--- Task inputs ---

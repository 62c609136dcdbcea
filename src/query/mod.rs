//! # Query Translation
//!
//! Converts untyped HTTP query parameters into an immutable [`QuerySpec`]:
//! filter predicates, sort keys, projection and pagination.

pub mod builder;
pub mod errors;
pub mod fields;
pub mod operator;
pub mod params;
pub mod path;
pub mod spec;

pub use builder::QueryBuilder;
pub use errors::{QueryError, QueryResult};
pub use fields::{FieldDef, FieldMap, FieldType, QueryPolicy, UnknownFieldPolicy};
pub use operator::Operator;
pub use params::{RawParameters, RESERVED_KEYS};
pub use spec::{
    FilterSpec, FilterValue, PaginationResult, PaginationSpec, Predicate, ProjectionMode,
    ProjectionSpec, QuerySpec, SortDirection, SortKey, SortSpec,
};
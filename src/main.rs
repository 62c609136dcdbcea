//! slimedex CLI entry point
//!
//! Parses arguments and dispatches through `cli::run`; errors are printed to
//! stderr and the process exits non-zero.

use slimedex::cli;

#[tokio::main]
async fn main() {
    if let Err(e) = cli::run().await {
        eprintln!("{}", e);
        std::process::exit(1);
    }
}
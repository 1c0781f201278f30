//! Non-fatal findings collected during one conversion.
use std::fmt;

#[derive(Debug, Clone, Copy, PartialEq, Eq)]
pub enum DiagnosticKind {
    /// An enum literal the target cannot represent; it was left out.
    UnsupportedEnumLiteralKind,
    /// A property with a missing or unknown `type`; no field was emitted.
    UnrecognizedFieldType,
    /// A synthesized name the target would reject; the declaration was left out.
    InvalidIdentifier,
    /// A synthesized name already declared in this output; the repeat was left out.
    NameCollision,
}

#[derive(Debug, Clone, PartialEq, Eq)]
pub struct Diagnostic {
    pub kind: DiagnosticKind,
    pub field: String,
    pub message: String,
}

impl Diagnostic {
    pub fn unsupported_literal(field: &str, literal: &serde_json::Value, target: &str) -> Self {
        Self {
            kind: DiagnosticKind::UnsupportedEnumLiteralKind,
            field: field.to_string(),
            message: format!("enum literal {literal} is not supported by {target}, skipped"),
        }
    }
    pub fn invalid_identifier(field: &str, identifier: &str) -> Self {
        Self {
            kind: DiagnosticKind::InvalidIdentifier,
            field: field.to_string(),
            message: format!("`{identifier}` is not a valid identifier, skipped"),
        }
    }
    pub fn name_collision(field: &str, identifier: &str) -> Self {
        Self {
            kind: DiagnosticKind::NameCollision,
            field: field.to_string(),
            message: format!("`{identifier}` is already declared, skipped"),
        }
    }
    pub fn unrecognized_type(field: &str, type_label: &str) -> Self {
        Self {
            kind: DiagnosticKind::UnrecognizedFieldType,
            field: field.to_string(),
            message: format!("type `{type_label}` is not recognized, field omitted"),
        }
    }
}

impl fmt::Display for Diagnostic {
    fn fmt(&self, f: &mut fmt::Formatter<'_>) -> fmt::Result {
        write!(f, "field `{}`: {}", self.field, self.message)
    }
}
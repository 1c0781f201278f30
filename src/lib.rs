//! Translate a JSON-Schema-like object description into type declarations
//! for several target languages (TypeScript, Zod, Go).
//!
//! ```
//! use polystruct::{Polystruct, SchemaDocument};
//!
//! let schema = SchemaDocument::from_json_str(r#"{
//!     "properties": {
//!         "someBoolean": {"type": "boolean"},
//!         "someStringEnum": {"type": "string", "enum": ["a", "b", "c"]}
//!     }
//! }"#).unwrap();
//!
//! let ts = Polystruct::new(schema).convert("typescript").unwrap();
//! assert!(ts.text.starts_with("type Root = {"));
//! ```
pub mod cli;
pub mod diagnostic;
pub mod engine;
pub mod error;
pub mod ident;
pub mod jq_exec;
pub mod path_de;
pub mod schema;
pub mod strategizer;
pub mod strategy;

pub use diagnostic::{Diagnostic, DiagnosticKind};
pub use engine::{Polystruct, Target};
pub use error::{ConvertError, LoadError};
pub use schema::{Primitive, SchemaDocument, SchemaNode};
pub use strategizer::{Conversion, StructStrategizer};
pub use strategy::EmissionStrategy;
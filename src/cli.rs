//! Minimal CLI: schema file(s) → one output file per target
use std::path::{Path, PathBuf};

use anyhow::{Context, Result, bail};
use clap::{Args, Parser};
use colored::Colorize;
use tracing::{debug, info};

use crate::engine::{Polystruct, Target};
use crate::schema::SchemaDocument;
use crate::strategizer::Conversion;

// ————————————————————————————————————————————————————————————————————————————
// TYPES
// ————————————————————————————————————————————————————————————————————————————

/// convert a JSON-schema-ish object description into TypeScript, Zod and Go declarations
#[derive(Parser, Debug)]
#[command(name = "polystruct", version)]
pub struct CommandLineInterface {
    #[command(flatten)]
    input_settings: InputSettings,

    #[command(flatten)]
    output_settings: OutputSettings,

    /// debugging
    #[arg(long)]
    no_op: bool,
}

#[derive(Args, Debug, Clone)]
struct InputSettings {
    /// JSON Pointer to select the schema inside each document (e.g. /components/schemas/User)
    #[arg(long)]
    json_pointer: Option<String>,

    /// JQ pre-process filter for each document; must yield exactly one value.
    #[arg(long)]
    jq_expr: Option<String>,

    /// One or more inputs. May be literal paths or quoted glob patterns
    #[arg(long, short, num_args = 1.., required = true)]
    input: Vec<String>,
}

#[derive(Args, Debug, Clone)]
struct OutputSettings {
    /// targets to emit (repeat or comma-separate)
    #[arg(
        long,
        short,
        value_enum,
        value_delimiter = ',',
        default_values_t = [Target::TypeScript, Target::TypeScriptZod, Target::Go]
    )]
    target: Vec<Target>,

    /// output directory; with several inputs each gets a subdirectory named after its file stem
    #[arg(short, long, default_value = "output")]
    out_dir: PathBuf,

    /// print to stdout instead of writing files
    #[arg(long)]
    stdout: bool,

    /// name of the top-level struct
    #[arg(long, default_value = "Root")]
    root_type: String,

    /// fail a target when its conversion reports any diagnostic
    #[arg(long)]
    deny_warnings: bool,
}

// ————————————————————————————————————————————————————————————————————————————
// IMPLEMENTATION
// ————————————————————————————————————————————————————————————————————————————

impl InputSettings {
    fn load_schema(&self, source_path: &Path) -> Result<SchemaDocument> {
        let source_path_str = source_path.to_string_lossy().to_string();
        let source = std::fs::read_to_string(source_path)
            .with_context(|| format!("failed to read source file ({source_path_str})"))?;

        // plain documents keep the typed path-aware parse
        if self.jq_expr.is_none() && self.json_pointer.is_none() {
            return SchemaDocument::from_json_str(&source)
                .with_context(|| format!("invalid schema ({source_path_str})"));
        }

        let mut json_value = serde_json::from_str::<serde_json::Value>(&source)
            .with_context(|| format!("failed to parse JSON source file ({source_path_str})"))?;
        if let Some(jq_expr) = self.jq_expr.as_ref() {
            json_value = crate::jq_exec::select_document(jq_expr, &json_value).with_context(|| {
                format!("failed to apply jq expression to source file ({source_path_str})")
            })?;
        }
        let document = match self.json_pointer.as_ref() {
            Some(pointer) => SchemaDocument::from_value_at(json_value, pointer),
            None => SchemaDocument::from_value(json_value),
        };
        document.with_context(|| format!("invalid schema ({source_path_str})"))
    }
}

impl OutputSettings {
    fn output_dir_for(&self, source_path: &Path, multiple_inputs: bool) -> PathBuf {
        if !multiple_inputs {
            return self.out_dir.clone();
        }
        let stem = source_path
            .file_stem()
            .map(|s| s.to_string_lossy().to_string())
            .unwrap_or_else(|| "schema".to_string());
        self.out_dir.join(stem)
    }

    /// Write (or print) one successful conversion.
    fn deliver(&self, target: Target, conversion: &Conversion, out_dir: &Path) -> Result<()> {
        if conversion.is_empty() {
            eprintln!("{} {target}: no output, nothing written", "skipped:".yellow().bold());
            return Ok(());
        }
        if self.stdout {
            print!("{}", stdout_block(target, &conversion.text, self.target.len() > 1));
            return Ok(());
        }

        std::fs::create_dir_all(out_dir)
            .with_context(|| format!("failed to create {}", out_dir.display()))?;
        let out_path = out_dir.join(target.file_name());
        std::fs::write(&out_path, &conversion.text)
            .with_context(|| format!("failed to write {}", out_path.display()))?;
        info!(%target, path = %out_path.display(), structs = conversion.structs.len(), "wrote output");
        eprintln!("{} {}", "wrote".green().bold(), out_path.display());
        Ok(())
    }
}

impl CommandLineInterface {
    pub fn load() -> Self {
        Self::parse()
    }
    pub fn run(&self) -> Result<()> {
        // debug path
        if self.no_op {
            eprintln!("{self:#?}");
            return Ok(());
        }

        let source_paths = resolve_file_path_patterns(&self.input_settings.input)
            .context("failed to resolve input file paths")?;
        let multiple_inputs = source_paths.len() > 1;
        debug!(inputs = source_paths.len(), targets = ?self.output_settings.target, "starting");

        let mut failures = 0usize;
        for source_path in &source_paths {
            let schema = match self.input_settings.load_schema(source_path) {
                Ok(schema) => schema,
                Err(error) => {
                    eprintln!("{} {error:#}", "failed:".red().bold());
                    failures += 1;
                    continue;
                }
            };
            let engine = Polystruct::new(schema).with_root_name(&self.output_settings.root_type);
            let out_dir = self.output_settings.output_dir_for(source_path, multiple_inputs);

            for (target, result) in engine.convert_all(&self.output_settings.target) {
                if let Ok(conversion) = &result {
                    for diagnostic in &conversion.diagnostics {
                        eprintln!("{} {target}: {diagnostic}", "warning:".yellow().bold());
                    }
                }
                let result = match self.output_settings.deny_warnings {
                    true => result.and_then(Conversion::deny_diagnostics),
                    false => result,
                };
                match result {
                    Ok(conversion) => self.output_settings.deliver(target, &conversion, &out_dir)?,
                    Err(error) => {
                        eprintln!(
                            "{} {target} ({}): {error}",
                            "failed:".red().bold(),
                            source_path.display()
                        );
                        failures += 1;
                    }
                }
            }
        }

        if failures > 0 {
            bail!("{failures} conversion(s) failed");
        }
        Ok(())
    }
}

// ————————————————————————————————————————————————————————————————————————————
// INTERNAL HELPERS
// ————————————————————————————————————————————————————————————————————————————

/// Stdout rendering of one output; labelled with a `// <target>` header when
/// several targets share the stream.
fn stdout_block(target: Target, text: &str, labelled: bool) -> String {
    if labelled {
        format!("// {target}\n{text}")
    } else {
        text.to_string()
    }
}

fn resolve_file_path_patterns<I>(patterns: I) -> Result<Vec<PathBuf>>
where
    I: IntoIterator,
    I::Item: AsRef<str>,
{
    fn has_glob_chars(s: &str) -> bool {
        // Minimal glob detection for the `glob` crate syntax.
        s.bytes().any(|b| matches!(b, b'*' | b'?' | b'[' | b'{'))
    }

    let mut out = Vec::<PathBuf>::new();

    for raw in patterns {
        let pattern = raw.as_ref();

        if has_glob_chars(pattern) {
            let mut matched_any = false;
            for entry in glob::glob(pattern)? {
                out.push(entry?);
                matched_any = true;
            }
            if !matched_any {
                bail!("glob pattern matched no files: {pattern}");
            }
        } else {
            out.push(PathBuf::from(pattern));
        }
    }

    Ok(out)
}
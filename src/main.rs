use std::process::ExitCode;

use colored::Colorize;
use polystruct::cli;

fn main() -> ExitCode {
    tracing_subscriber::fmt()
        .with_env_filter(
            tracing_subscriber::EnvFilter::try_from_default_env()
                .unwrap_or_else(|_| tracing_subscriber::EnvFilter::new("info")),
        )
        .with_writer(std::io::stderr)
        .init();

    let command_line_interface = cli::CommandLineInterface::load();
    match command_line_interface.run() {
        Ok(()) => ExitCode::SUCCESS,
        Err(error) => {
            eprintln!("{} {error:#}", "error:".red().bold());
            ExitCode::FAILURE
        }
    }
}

---

-- The problem --
Reproduce exactly, please, only the lines from the start of the data above to the line that contains "pub mod errors;", with both ends kept.

-- Solution below --
repository 62c609136dcdbcea
filename src/query/mod.rs
//! # Query Translation
//!
//! Converts untyped HTTP query parameters into an immutable [`QuerySpec`]:
//! filter predicates, sort keys, projection and pagination.

pub mod builder;
pub mod errors;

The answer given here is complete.